Costa hadn’t planned to put down such firm roots in eastern Idaho. After 33 years in the hustle of the San Francisco culinary world, she decided a full reset was in order. So in 2019, she quit her job, sold her house, bought a truck and an Airstream, and hit the road. “I’d never pulled a trailer, and I’d never taken a gap year in my life!” she says. Driving around the country was a grand adventure. But then Covid hit and Costa landed in rural Idaho. Here was a slower pace of life and family: her niece, Corinne McAndrews, had started a working farm in the area called Late Bloomer Ranch.

After settling in to wait out the pandemic, however, Costa realized the exceptional ingredients and food products she’d grown so used to in her previous life were nowhere to be found — not in Victor, Driggs, not Wilson and not in Jackson, either. “The best ingredients you can source from small producers with great stories, their great products weren’t in any stores here. I knew these communities could really benefit from a shop like this,” she says.

Like the small local farms (such as her niece’s operation) from which Costa buys fresh eggs, butter and meats, she also works with small family farms and operations in other parts of the world. “These brands all have great stories, they need to be explained,” she says, before launching into an example: the passion and tradition in every can of Acquerello rice (for risotto). It comes, for the record, from a multi-generational family rice farm on the Po River in northern Italy, where the grains are grown, aged, packaged, and lovingly exported to risotto connoisseurs in the know. Same for the olive oils, the honey, and everything else in the shop.

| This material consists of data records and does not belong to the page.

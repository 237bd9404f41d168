//! Chunked transcription with language fallbacks
//!
//! Long recordings are cut into fixed windows before recognition since the
//! hosted recognizers reject or silently truncate long audio. Each window
//! is tried against a ladder of locales: the caller's hint first, then
//! auto-detect, then English and Hindi. A window where every rung comes
//! back empty is dropped rather than failing the whole file.

use std::sync::Arc;

use anuvaad_config::Settings;
use anuvaad_core::{SpeechRecognizer, Transcript, TranscriptSegment, Waveform};

/// Half-open slice of the source audio, in seconds.
#[derive(Debug, Clone, Copy, PartialEq)]
pub struct ChunkWindow {
    pub start_secs: f64,
    pub end_secs: f64,
}

/// Cuts `duration_secs` of audio into windows of at most `max_chunk_secs`.
///
/// The final window absorbs the remainder, so a 100s file at 45s chunks
/// yields windows of 45, 45 and 10 seconds.
pub fn plan_windows(duration_secs: f64, max_chunk_secs: f64) -> Vec<ChunkWindow> {
    if duration_secs <= 0.0 || max_chunk_secs <= 0.0 {
        return Vec::new();
    }
    if duration_secs <= max_chunk_secs {
        return vec![ChunkWindow {
            start_secs: 0.0,
            end_secs: duration_secs,
        }];
    }
    let mut windows = Vec::new();
    let mut offset = 0.0;
    while offset < duration_secs {
        let end = (offset + max_chunk_secs).min(duration_secs);
        windows.push(ChunkWindow {
            start_secs: offset,
            end_secs: end,
        });
        offset += max_chunk_secs;
    }
    windows
}

/// Locale ladder for one window. `None` means auto-detect.
///
/// The hint rung is kept even when it duplicates a later rung: retrying
/// `en-US` after auto-detect failed costs one request and keeps the order
/// predictable.
pub fn recognition_ladder(hint: Option<&str>) -> Vec<Option<String>> {
    let mut ladder = Vec::with_capacity(4);
    if let Some(locale) = hint {
        ladder.push(Some(locale.to_string()));
    }
    ladder.push(None);
    ladder.push(Some("en-US".to_string()));
    ladder.push(Some("hi-IN".to_string()));
    ladder
}

pub struct ChunkedTranscriber {
    recognizer: Arc<dyn SpeechRecognizer>,
    max_chunk_seconds: f64,
}

impl ChunkedTranscriber {
    pub fn new(recognizer: Arc<dyn SpeechRecognizer>, max_chunk_seconds: f64) -> Self {
        Self {
            recognizer,
            max_chunk_seconds,
        }
    }

    pub fn from_settings(recognizer: Arc<dyn SpeechRecognizer>, settings: &Settings) -> Self {
        Self::new(recognizer, settings.pipeline.max_chunk_seconds)
    }

    /// Transcribes the full waveform window by window.
    ///
    /// Windows where no ladder rung produced text are skipped, so the
    /// returned transcript can be empty without this being an error.
    pub async fn transcribe(&self, audio: &Waveform, hint: Option<&str>) -> Transcript {
        let windows = plan_windows(audio.duration_secs(), self.max_chunk_seconds);
        let mut transcript = Transcript::new();
        let mut windows_failed = 0usize;

        for window in &windows {
            let chunk = audio.slice_seconds(window.start_secs, window.end_secs);
            match self.recognize_with_fallbacks(&chunk, hint).await {
                Some((text, locale)) => {
                    transcript.push(TranscriptSegment {
                        start_secs: window.start_secs,
                        end_secs: window.end_secs,
                        text,
                        language_used: locale,
                    });
                }
                None => {
                    windows_failed += 1;
                    tracing::debug!(
                        start_secs = window.start_secs,
                        end_secs = window.end_secs,
                        "no speech recognized in window"
                    );
                }
            }
        }

        if windows_failed > 0 {
            tracing::warn!(
                windows = windows.len(),
                windows_failed,
                "some windows produced no transcript"
            );
        }
        transcript
    }

    /// Runs one window down the locale ladder. Returns the recognized text
    /// and the locale that produced it (`None` for auto-detect).
    async fn recognize_with_fallbacks(
        &self,
        chunk: &Waveform,
        hint: Option<&str>,
    ) -> Option<(String, Option<String>)> {
        for locale in recognition_ladder(hint) {
            match self.recognizer.recognize(chunk, locale.as_deref()).await {
                Ok(Some(text)) => {
                    let text = text.trim().to_string();
                    if !text.is_empty() {
                        return Some((text, locale));
                    }
                }
                Ok(None) => {}
                Err(e) => {
                    tracing::debug!(
                        locale = locale.as_deref().unwrap_or("auto"),
                        error = %e,
                        "recognition attempt failed"
                    );
                }
            }
        }
        None
    }
}

#[cfg(test)]
mod tests {
    use super::*;
    use anuvaad_core::{PipelineError, Result, SAMPLE_RATE};
    use async_trait::async_trait;
    use parking_lot::Mutex;
    use std::collections::VecDeque;

    /// Replays a scripted sequence of responses and records the locale of
    /// every call it receives.
    struct ScriptedRecognizer {
        responses: Mutex<VecDeque<Result<Option<String>>>>,
        locales_seen: Mutex<Vec<Option<String>>>,
    }

    impl ScriptedRecognizer {
        fn new(responses: Vec<Result<Option<String>>>) -> Self {
            Self {
                responses: Mutex::new(responses.into()),
                locales_seen: Mutex::new(Vec::new()),
            }
        }
    }

    #[async_trait]
    impl SpeechRecognizer for ScriptedRecognizer {
        async fn recognize(
            &self,
            _audio: &Waveform,
            locale: Option<&str>,
        ) -> Result<Option<String>> {
            self.locales_seen.lock().push(locale.map(String::from));
            self.responses
                .lock()
                .pop_front()
                .unwrap_or(Ok(Some("overflow".to_string())))
        }

        fn backend_name(&self) -> &'static str {
            "scripted"
        }
    }

    fn one_second_audio() -> Waveform {
        Waveform::new(vec![0.0; SAMPLE_RATE as usize], SAMPLE_RATE)
    }

    #[test]
    fn test_plan_windows_splits_remainder() {
        let windows = plan_windows(100.0, 45.0);
        assert_eq!(windows.len(), 3);
        assert_eq!(windows[0], ChunkWindow { start_secs: 0.0, end_secs: 45.0 });
        assert_eq!(windows[1], ChunkWindow { start_secs: 45.0, end_secs: 90.0 });
        assert_eq!(windows[2], ChunkWindow { start_secs: 90.0, end_secs: 100.0 });
    }

    #[test]
    fn test_plan_windows_short_audio_single_window() {
        assert_eq!(plan_windows(30.0, 45.0).len(), 1);
        assert_eq!(plan_windows(45.0, 45.0).len(), 1);
    }

    #[test]
    fn test_plan_windows_empty_audio() {
        assert!(plan_windows(0.0, 45.0).is_empty());
        assert!(plan_windows(-1.0, 45.0).is_empty());
    }

    #[test]
    fn test_ladder_order() {
        let with_hint = recognition_ladder(Some("ta-IN"));
        assert_eq!(with_hint.len(), 4);
        assert_eq!(with_hint[0].as_deref(), Some("ta-IN"));
        assert_eq!(with_hint[1], None);
        assert_eq!(with_hint[2].as_deref(), Some("en-US"));
        assert_eq!(with_hint[3].as_deref(), Some("hi-IN"));

        let without = recognition_ladder(None);
        assert_eq!(without.len(), 3);
        assert_eq!(without[0], None);
    }

    #[tokio::test]
    async fn test_falls_back_to_auto_after_hint_error() {
        let recognizer = Arc::new(ScriptedRecognizer::new(vec![
            Err(PipelineError::Recognition("hint rung down".to_string())),
            Ok(Some("नमस्ते".to_string())),
        ]));
        let transcriber = ChunkedTranscriber::new(recognizer.clone(), 45.0);

        let transcript = transcriber.transcribe(&one_second_audio(), Some("mr-IN")).await;
        assert_eq!(transcript.len(), 1);
        assert_eq!(transcript.segments()[0].text, "नमस्ते");
        // Auto-detect produced the text, so no locale is recorded.
        assert_eq!(transcript.segments()[0].language_used, None);

        let locales = recognizer.locales_seen.lock();
        assert_eq!(locales.len(), 2);
        assert_eq!(locales[0].as_deref(), Some("mr-IN"));
        assert_eq!(locales[1], None);
    }

    #[tokio::test]
    async fn test_all_rungs_empty_gives_empty_transcript() {
        let recognizer = Arc::new(ScriptedRecognizer::new(vec![
            Ok(None),
            Ok(None),
            Ok(None),
        ]));
        let transcriber = ChunkedTranscriber::new(recognizer, 45.0);

        let transcript = transcriber.transcribe(&one_second_audio(), None).await;
        assert!(transcript.is_empty());
    }

    #[tokio::test]
    async fn test_long_audio_segmented_with_window_bounds() {
        let samples = vec![0.0f32; 100 * SAMPLE_RATE as usize];
        let audio = Waveform::new(samples, SAMPLE_RATE);
        let recognizer = Arc::new(ScriptedRecognizer::new(vec![
            Ok(Some("one".to_string())),
            Ok(Some("two".to_string())),
            Ok(Some("three".to_string())),
        ]));
        let transcriber = ChunkedTranscriber::new(recognizer, 45.0);

        let transcript = transcriber.transcribe(&audio, Some("en-US")).await;
        assert_eq!(transcript.len(), 3);
        assert_eq!(transcript.text(), "one two three");
        assert_eq!(transcript.segments()[2].start_secs, 90.0);
        assert_eq!(transcript.segments()[2].end_secs, 100.0);
        assert_eq!(
            transcript.segments()[0].language_used.as_deref(),
            Some("en-US")
        );
    }
}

Bubbly, warm and generous, Costa is loath to let any customer browse her goods without offering samples of various products and explaining the story of each. And each is a good one, harkening back to a time when food was created with care, in small quantities by committed producers via simple, transparent and often centuries-old traditions and symbiotic relationships with their land and animals. It’s her hope to impart a better quality of life through incredible foods to anyone who wanders in the Food Shed door — whether they are simply browsing out of curiosity, or on a mission to create an unforgettable dish. In both cases, they’ve walked through the right door.